#### Given entries ####

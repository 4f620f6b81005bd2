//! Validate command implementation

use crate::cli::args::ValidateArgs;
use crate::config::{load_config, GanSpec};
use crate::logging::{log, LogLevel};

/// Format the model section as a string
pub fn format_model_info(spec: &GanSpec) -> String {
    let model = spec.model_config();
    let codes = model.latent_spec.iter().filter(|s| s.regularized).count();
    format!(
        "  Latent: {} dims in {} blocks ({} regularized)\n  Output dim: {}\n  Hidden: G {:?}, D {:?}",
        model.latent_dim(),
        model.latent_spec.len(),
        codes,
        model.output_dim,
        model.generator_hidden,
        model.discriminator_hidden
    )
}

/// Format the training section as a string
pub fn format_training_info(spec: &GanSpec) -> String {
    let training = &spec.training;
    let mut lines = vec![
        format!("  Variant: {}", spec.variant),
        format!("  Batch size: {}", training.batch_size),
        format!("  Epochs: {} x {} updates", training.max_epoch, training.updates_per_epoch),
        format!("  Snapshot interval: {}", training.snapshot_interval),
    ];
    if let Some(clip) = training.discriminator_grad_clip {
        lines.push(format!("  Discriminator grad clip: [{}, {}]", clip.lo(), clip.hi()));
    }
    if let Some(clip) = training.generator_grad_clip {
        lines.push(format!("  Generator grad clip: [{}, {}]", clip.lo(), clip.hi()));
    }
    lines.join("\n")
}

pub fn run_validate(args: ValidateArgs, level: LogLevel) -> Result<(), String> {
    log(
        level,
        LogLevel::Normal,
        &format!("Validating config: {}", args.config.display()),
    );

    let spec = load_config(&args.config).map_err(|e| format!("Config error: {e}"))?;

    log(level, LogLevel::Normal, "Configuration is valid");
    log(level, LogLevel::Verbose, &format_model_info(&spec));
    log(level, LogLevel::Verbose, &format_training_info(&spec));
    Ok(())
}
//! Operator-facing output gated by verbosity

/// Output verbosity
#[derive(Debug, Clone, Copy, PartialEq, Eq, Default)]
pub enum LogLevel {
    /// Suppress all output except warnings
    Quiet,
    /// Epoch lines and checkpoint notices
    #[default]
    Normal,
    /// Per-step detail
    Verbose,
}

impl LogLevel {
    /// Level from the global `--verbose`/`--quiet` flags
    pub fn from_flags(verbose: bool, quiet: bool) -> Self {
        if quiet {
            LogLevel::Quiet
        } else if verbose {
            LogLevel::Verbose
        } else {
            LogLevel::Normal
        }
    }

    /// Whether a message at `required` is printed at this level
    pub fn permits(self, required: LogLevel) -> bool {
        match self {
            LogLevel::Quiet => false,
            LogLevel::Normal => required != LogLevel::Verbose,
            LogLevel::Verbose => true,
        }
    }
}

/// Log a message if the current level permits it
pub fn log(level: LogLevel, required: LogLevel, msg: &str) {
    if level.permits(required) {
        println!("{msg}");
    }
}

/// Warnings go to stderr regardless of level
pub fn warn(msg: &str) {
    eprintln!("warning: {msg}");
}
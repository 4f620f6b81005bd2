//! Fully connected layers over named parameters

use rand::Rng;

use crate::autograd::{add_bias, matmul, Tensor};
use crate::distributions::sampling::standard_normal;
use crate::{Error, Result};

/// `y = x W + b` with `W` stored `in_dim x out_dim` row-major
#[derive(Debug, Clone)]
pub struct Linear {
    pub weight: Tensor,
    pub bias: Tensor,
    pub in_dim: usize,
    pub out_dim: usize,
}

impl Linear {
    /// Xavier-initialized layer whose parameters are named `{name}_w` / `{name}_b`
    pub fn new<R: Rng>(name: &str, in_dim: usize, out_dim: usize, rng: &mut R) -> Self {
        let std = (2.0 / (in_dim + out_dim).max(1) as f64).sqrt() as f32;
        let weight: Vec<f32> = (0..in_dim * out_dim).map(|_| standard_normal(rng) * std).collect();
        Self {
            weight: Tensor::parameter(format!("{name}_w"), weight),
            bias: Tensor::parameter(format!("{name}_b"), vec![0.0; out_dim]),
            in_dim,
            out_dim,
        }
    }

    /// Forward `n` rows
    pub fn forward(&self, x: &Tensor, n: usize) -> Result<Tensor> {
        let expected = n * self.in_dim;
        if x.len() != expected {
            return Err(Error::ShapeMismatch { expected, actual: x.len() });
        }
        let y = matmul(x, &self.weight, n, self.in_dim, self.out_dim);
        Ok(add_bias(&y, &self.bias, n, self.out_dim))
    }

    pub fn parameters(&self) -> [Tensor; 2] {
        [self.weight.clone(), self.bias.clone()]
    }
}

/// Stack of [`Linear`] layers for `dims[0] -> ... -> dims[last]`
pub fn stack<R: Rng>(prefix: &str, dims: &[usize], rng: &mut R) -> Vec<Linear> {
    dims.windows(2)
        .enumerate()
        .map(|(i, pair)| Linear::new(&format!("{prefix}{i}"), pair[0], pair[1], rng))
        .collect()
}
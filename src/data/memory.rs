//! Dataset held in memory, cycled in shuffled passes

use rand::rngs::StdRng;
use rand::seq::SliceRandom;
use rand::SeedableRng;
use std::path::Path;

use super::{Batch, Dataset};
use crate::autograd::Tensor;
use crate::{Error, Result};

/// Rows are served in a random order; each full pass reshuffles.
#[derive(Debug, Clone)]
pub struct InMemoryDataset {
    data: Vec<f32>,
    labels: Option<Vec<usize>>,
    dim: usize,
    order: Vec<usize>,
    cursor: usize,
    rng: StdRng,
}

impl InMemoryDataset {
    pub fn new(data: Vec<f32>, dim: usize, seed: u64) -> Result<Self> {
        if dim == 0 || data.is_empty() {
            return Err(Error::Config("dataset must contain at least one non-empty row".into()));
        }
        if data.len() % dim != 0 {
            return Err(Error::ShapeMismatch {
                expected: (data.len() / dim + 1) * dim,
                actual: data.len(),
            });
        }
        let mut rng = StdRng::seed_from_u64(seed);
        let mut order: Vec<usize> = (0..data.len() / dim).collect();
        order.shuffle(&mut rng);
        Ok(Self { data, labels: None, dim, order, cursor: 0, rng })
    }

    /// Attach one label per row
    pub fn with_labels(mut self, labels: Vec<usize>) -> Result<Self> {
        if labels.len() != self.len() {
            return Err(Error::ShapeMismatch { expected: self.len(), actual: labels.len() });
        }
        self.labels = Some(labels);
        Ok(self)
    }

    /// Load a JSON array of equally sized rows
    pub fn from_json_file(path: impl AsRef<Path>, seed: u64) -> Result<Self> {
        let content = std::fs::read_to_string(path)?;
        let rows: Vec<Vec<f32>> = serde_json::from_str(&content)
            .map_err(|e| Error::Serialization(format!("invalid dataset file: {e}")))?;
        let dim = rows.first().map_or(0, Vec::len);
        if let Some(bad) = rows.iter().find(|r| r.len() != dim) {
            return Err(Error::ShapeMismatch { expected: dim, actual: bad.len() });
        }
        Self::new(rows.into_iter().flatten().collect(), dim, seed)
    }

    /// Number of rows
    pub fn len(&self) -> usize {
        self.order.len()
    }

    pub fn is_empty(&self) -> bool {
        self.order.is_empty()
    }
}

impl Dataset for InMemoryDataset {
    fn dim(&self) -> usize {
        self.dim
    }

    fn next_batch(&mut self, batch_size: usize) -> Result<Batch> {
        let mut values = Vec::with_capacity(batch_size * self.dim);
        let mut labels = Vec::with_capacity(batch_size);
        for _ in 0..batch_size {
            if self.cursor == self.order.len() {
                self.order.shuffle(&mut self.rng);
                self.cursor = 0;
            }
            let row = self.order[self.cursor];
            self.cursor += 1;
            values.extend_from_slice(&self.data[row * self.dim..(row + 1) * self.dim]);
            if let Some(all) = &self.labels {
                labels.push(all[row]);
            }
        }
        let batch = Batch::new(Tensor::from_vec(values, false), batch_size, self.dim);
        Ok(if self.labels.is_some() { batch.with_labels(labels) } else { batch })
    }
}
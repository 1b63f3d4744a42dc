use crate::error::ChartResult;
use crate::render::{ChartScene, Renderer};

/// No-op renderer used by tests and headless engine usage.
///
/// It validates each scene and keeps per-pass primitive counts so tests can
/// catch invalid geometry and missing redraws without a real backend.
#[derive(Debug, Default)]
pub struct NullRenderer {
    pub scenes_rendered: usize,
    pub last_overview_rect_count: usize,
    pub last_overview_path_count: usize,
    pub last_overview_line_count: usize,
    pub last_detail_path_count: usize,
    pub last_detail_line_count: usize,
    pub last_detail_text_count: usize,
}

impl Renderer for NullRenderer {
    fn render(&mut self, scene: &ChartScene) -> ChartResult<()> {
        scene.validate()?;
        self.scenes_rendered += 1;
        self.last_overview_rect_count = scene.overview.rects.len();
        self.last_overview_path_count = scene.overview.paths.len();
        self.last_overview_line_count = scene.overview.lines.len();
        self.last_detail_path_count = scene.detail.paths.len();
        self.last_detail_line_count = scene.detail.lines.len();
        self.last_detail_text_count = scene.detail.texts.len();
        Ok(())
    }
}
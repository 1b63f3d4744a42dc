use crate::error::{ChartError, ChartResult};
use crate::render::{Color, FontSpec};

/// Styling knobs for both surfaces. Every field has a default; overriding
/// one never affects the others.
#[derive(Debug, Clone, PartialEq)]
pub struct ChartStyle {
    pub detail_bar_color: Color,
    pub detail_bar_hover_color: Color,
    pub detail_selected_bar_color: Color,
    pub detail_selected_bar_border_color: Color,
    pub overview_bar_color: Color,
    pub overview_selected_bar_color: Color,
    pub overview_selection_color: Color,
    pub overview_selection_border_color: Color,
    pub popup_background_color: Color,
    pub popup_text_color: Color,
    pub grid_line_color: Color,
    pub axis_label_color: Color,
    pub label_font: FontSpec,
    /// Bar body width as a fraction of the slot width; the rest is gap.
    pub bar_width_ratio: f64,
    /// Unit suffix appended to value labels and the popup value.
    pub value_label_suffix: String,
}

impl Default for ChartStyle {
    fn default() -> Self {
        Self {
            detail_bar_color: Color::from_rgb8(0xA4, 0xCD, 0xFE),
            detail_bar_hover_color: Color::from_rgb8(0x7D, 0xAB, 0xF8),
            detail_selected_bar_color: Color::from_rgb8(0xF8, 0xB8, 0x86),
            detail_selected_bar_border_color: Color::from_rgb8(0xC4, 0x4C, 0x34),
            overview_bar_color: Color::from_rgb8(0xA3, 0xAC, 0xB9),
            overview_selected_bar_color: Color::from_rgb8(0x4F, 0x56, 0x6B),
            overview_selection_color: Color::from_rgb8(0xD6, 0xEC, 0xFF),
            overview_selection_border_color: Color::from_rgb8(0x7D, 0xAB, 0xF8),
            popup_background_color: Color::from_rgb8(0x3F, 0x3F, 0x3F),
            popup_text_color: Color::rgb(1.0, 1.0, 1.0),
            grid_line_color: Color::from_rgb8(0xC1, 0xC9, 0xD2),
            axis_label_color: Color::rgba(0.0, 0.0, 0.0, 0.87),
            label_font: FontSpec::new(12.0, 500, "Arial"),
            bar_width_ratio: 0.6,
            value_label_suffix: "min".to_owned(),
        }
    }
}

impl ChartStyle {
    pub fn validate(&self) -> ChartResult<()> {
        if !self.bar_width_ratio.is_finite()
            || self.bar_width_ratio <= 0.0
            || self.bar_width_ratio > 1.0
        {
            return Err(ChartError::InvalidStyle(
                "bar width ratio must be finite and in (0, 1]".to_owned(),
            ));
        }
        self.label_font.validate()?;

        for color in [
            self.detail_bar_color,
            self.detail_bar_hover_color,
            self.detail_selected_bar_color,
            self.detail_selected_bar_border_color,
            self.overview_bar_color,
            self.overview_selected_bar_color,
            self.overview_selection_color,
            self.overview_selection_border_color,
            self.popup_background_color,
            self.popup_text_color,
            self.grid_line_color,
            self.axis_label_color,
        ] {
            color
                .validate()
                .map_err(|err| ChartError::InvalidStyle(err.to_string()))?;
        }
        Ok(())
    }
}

####

* Task details: Above are records; repeat only the lines starting at the line with "if x.len() != expected" and ending at the line with "use std::path::Path;", exactly as they appear, both included.

* Output of the exercise:
        if x.len() != expected {
            return Err(Error::ShapeMismatch { expected, actual: x.len() });
        }
        let y = matmul(x, &self.weight, n, self.in_dim, self.out_dim);
        Ok(add_bias(&y, &self.bias, n, self.out_dim))
    }

    pub fn parameters(&self) -> [Tensor; 2] {
        [self.weight.clone(), self.bias.clone()]
    }
}

/// Stack of [`Linear`] layers for `dims[0] -> ... -> dims[last]`
pub fn stack<R: Rng>(prefix: &str, dims: &[usize], rng: &mut R) -> Vec<Linear> {
    dims.windows(2)
        .enumerate()
        .map(|(i, pair)| Linear::new(&format!("{prefix}{i}"), pair[0], pair[1], rng))
        .collect()
}
filename src/data/memory.rs
//! Dataset held in memory, cycled in shuffled passes

use rand::rngs::StdRng;
use rand::seq::SliceRandom;
use rand::SeedableRng;
use std::path::Path;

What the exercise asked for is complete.